In deze uitspraak beoordeelt de Rechtbank Gelderland het beroep van belanghebbende tegen de uitspraak op bezwaar van de heffingsambtenaar van de gemeente Doetinchem. De heffingsambtenaar had de waarde van de onroerende zaak vastgesteld op € 494.000 per 1 januari 2021 en de aanslag in de onroerendezaakbelastingen voor het jaar 2022 opgelegd. Het bezwaar van belanghebbende werd niet-ontvankelijk verklaard omdat het na afloop van de bezwaartermijn was ingediend. De rechtbank heeft het beroep op 21 mei 2024 behandeld, waarbij de gemachtigde van belanghebbende en de heffingsambtenaar aanwezig waren.
De rechtbank oordeelt dat de heffingsambtenaar het bezwaar terecht niet-ontvankelijk heeft verklaard. Belanghebbende betwist de ontvangst van de beschikking, maar de rechtbank vindt deze betwisting ongeloofwaardig. De rechtbank wijst erop dat de bezwaartermijn begint op de dag na de dagtekening van de beschikking, en dat belanghebbende geen feiten heeft aangedragen die de uitzondering op deze regel zouden rechtvaardigen. Hierdoor is het bezwaarschrift buiten de termijn ingediend.

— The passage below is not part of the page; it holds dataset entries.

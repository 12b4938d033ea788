//! Intent classification for cortex.
//!
//! Free text (or a WAV recording) goes to Wit, and the response is folded
//! into the closed [`Intent`] enum the dispatcher switches on.

pub mod classifier;
pub mod error;
pub mod types;
pub mod wit;

pub use {
    classifier::IntentClassifier,
    error::{Error, Result},
    types::{Intent, LightState, TemperatureUnit},
    wit::WitClassifier,
};
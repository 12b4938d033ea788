use std::sync::Arc;

use {
    cortex_config::FlowdockConfig,
    cortex_flowdock::{
        ChannelDirectory, ChannelLookup, Correlation, EventCorrelator, FlowdockApi, RawEvent,
        ReplyOutcome, ReplyPoster, StreamReader, REFRESH_INTERVAL,
    },
    tracing::{debug, error, info, warn},
};

use crate::{Dispatcher, error::Result};

/// The long-lived event loop: stream in, replies out.
///
/// Events are handled strictly one after another. Only a stream failure
/// ends [`Pipeline::run`]; anything that goes wrong with a single event is
/// logged and the loop moves on.
pub struct Pipeline {
    reader: StreamReader,
    correlator: EventCorrelator,
    dispatcher: Arc<Dispatcher>,
    poster: ReplyPoster,
    directory: Arc<ChannelDirectory>,
}

impl Pipeline {
    pub fn new(
        api: FlowdockApi,
        config: &FlowdockConfig,
        bot_user_id: Option<String>,
        dispatcher: Arc<Dispatcher>,
        directory: Arc<ChannelDirectory>,
    ) -> Result<Self> {
        let anchor_tag = cortex_config::anchor_pattern(&config.anchor_tag_pattern)?;
        let lookup: Arc<dyn ChannelLookup> = directory.clone();
        Ok(Self {
            reader: StreamReader::new(api.clone(), config.flows.clone()),
            correlator: EventCorrelator::new(bot_user_id, anchor_tag),
            dispatcher,
            poster: ReplyPoster::new(api, lookup),
            directory,
        })
    }

    /// Load the flow directory, start its background refresh, then consume
    /// the stream until it fails. The first directory load is fatal.
    pub async fn run(&self) -> Result<()> {
        let flows = self.directory.refresh().await?;
        info!(flows, bot_user_id = ?self.correlator.bot_user_id(), "flow directory loaded");
        let refresh = self.directory.spawn_refresh(REFRESH_INTERVAL);

        let result = self.consume().await;
        refresh.abort();
        if let Err(e) = &result {
            error!(error = %e, "event stream stopped");
        }
        result
    }

    async fn consume(&self) -> Result<()> {
        let mut connection = self.reader.connect().await?;
        loop {
            let raw = connection.read_next().await?;
            self.process(&raw).await;
        }
    }

    /// Handle one record. Returns how many replies were delivered.
    pub async fn process(&self, raw: &RawEvent) -> usize {
        let event = match self.correlator.correlate(raw) {
            Ok(Correlation::Event(event)) => event,
            Ok(Correlation::Ignore) => return 0,
            Err(e) => {
                warn!(error = %e, record = %raw.to_text(), "skipping undecodable record");
                return 0;
            },
        };
        debug!(
            kind = %event.kind,
            channel_id = %event.channel_id,
            anchor_id = event.anchor_id,
            "handling event"
        );

        let mut delivered = 0;
        for outcome in self.dispatcher.handle(&event).await {
            if matches!(outcome, ReplyOutcome::NoReply) {
                continue;
            }
            match self
                .poster
                .post(&outcome, event.anchor_id, &event.channel_id)
                .await
            {
                Ok(()) => delivered += 1,
                Err(e) => warn!(
                    channel_id = %event.channel_id,
                    anchor_id = event.anchor_id,
                    error = %e,
                    "reply not delivered"
                ),
            }
        }
        delivered
    }
}
//! Ad-hoc HTTP endpoints for trying the classifier without Flowdock.

use std::sync::Arc;

use {
    anyhow::Context,
    axum::{
        Router,
        extract::{Query, State},
        http::StatusCode,
        routing::get,
    },
    cortex_bridge::Dispatcher,
    cortex_flowdock::ReplyOutcome,
    serde::Deserialize,
    tokio::task::JoinHandle,
    tracing::{error, info, warn},
};

const WIT_USAGE: &str = "Please add a /wit?q=<text here> to the url";

#[derive(Clone)]
struct AppState {
    dispatcher: Arc<Dispatcher>,
}

pub fn router(dispatcher: Arc<Dispatcher>) -> Router {
    Router::new()
        .route("/wit", get(wit_handler))
        .route("/sms", get(sms_handler))
        .with_state(AppState { dispatcher })
}

pub async fn serve(addr: String, dispatcher: Arc<Dispatcher>) -> anyhow::Result<()> {
    let listener = tokio::net::TcpListener::bind(&addr)
        .await
        .with_context(|| format!("failed to bind {addr}"))?;
    info!(%addr, "http endpoints listening");
    axum::serve(listener, router(dispatcher)).await?;
    Ok(())
}

/// Serve next to the stream pipeline. Nothing awaits the task, so a failure
/// (port already taken, listener error) is logged here.
pub fn spawn(addr: String, dispatcher: Arc<Dispatcher>) -> JoinHandle<()> {
    tokio::spawn(async move {
        if let Err(e) = serve(addr, dispatcher).await {
            error!(error = %e, "http endpoints stopped");
        }
    })
}

#[derive(Debug, Default, Deserialize)]
#[serde(default)]
struct WitQuery {
    q: String,
}

/// Messages sent here have no flow, so issue references cannot be linked.
async fn wit_handler(State(state): State<AppState>, Query(query): Query<WitQuery>) -> String {
    if query.q.trim().is_empty() {
        return WIT_USAGE.to_string();
    }
    let replies = state.dispatcher.respond(&query.q, "").await;
    reply_lines(&replies)
}

/// Inbound SMS as delivered by Nexmo.
#[derive(Debug, Default, Deserialize)]
#[serde(default)]
struct SmsQuery {
    text: String,
    #[serde(rename = "type")]
    kind: String,
    #[serde(rename = "messageID", alias = "messageId")]
    message_id: String,
    #[serde(rename = "message-timestamp")]
    timestamp: String,
    msisdn: String,
}

/// Nexmo retries anything but a 200, so the answer is always 200.
async fn sms_handler(State(state): State<AppState>, Query(sms): Query<SmsQuery>) -> StatusCode {
    if sms.kind != "text" || sms.text.trim().is_empty() {
        warn!(message_id = %sms.message_id, kind = %sms.kind, "ignoring sms without text");
        return StatusCode::OK;
    }
    let replies = state.dispatcher.respond(&sms.text, "").await;
    info!(
        message_id = %sms.message_id,
        from = %sms.msisdn,
        sent_at = %sms.timestamp,
        replies = %reply_lines(&replies),
        "sms handled"
    );
    StatusCode::OK
}

fn reply_lines(replies: &[ReplyOutcome]) -> String {
    replies
        .iter()
        .filter_map(ReplyOutcome::text)
        .collect::<Vec<_>>()
        .join("\n")
}
use std::sync::Arc;
use std::time::Duration;

use tokio::time::timeout;

use crate::camera::constraints::fallback_chain;
use crate::camera::error::{AcquisitionError, Diagnostic};
use crate::providers::{
    CameraProvider, CameraStream, MediaDeviceInfo, ProviderError, Providers, VideoConstraints,
};

const ENABLE_LOGS: bool = true;

use crate::{log_debug, log_error, log_info, log_warn};

const DEFAULT_ENUMERATION_TIMEOUT: Duration = Duration::from_secs(3);
const DEFAULT_ACQUIRE_TIMEOUT: Duration = Duration::from_secs(15);

/// Result of [`CameraNegotiator::negotiate`]: a usable stream, or a
/// diagnostic explaining why there is none. Never both.
#[derive(Debug)]
pub struct Negotiation {
    pub stream: Option<Box<dyn CameraStream>>,
    pub diagnostic: Option<Diagnostic>,
}

pub struct CameraNegotiator {
    providers: Providers,
    chain: Vec<VideoConstraints>,
    enumeration_timeout: Duration,
    acquire_timeout: Duration,
}

impl CameraNegotiator {
    pub fn new(providers: Providers) -> Self {
        Self::with_chain(providers, fallback_chain())
    }

    pub fn with_chain(providers: Providers, chain: Vec<VideoConstraints>) -> Self {
        Self {
            providers,
            chain,
            enumeration_timeout: DEFAULT_ENUMERATION_TIMEOUT,
            acquire_timeout: DEFAULT_ACQUIRE_TIMEOUT,
        }
    }

    pub fn enumeration_timeout(mut self, bound: Duration) -> Self {
        self.enumeration_timeout = bound;
        self
    }

    /// Bound on each single acquire call. An attempt that runs past it
    /// counts as failed and the chain moves on.
    pub fn acquire_timeout(mut self, bound: Duration) -> Self {
        self.acquire_timeout = bound;
        self
    }

    /// Top-level entry point: failures become a diagnostic instead of an error.
    pub async fn negotiate(&self) -> Negotiation {
        match self.acquire().await {
            Ok(stream) => Negotiation {
                stream: Some(stream),
                diagnostic: None,
            },
            Err(err) => {
                log_error!("camera acquisition failed: {err}");
                Negotiation {
                    stream: None,
                    diagnostic: Some(Diagnostic::from(err)),
                }
            }
        }
    }

    pub async fn acquire(&self) -> Result<Box<dyn CameraStream>, AcquisitionError> {
        let camera = self.preflight()?;
        self.ensure_camera_present(camera.as_ref()).await?;

        let (index, stream) = self.acquire_from(camera.as_ref(), 0).await?;
        self.prefer_rear(camera.as_ref(), stream, index).await
    }

    fn preflight(&self) -> Result<&Arc<dyn CameraProvider>, AcquisitionError> {
        if !self.providers.secure_context {
            return Err(AcquisitionError::EnvironmentUnsupported {
                reason: "page is not served from a secure context".to_string(),
            });
        }
        self.providers
            .camera
            .as_ref()
            .ok_or_else(|| AcquisitionError::EnvironmentUnsupported {
                reason: "runtime exposes no camera access".to_string(),
            })
    }

    /// Zero video inputs stops acquisition. A failed enumeration does not:
    /// some runtimes refuse to enumerate before the first grant.
    async fn ensure_camera_present(
        &self,
        camera: &dyn CameraProvider,
    ) -> Result<(), AcquisitionError> {
        match self.enumerate(camera).await {
            Some(devices) => {
                let count = devices.iter().filter(|d| d.is_video_input()).count();
                log_info!("{count} video input device(s) detected");
                if count == 0 {
                    return Err(AcquisitionError::NoCameraFound {
                        detail: Some("no video input devices enumerated".to_string()),
                    });
                }
                Ok(())
            }
            None => {
                log_warn!("device enumeration unavailable; attempting acquisition anyway");
                Ok(())
            }
        }
    }

    /// Walks the chain from `start`, stopping at the first success. The
    /// error of the last attempt is the one reported.
    async fn acquire_from(
        &self,
        camera: &dyn CameraProvider,
        start: usize,
    ) -> Result<(usize, Box<dyn CameraStream>), AcquisitionError> {
        let mut last_error = None;

        for (index, constraints) in self.chain.iter().enumerate().skip(start) {
            match self.attempt(camera, constraints).await {
                Ok(stream) => {
                    log_info!("camera acquired with attempt {index} ({constraints})");
                    return Ok((index, stream));
                }
                Err(err) => {
                    log_warn!("camera attempt {index} ({constraints}) failed: {err}");
                    last_error = Some(err);
                }
            }
        }

        Err(last_error
            .map(AcquisitionError::from)
            .unwrap_or(AcquisitionError::NoCameraFound {
                detail: Some("no constraint sets to try".to_string()),
            }))
    }

    async fn attempt(
        &self,
        camera: &dyn CameraProvider,
        constraints: &VideoConstraints,
    ) -> Result<Box<dyn CameraStream>, ProviderError> {
        match timeout(self.acquire_timeout, camera.acquire(constraints)).await {
            Ok(result) => result,
            Err(_) => Err(ProviderError::Other(format!(
                "camera did not answer within {}ms",
                self.acquire_timeout.as_millis()
            ))),
        }
    }

    /// Runtimes are free to ignore an ideal `facingMode`, so a stream that
    /// does not report itself as rear-facing is swapped for the first device
    /// labelled as a rear camera. A failed swap restores the original
    /// constraint set; only when that also fails does the whole acquisition
    /// fail, with nothing left open.
    async fn prefer_rear(
        &self,
        camera: &dyn CameraProvider,
        mut stream: Box<dyn CameraStream>,
        index: usize,
    ) -> Result<Box<dyn CameraStream>, AcquisitionError> {
        let settings = stream.settings();
        if settings.is_environment_facing() {
            return Ok(stream);
        }

        let Some(devices) = self.enumerate(camera).await else {
            return Ok(stream);
        };
        let Some(candidate) = devices
            .into_iter()
            .find(|d| d.is_video_input() && d.looks_rear_facing())
        else {
            log_debug!("no rear-labelled camera; keeping {:?}", settings.facing_mode);
            return Ok(stream);
        };

        if settings.device_id.as_deref() == Some(candidate.device_id.as_str()) {
            return Ok(stream);
        }

        log_info!(
            "switching to rear camera '{}' ({})",
            candidate.label,
            candidate.device_id
        );

        // Two open locks on the same hardware is what fails on phones, so the
        // current stream goes first.
        stream.release();

        let pinned = VideoConstraints::pinned_to(candidate.device_id.clone());
        match self.attempt(camera, &pinned).await {
            Ok(rear) => Ok(rear),
            Err(err) => {
                log_warn!(
                    "rear camera {} could not be opened ({err}); restoring previous stream",
                    candidate.device_id
                );
                let (_, restored) = self.acquire_from(camera, index).await?;
                Ok(restored)
            }
        }
    }

    async fn enumerate(&self, camera: &dyn CameraProvider) -> Option<Vec<MediaDeviceInfo>> {
        match timeout(self.enumeration_timeout, camera.enumerate()).await {
            Ok(Ok(devices)) => Some(devices),
            Ok(Err(err)) => {
                log_warn!("device enumeration failed: {err}");
                None
            }
            Err(_) => {
                log_warn!(
                    "device enumeration timed out after {}ms",
                    self.enumeration_timeout.as_millis()
                );
                None
            }
        }
    }
}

Daarnaast heeft belanghebbende verzocht om een vergoeding van immateriële schade. De rechtbank oordeelt dat de redelijke termijn is overschreden en kent een schadevergoeding van € 500 toe. Ook worden de proceskosten van belanghebbende vergoed, tot een bedrag van € 218,75. De Staat wordt veroordeeld tot betaling van deze bedragen. De rechtbank concludeert dat het beroep ongegrond is, en dat de heffingsambtenaar het bezwaar terecht niet-ontvankelijk heeft verklaard.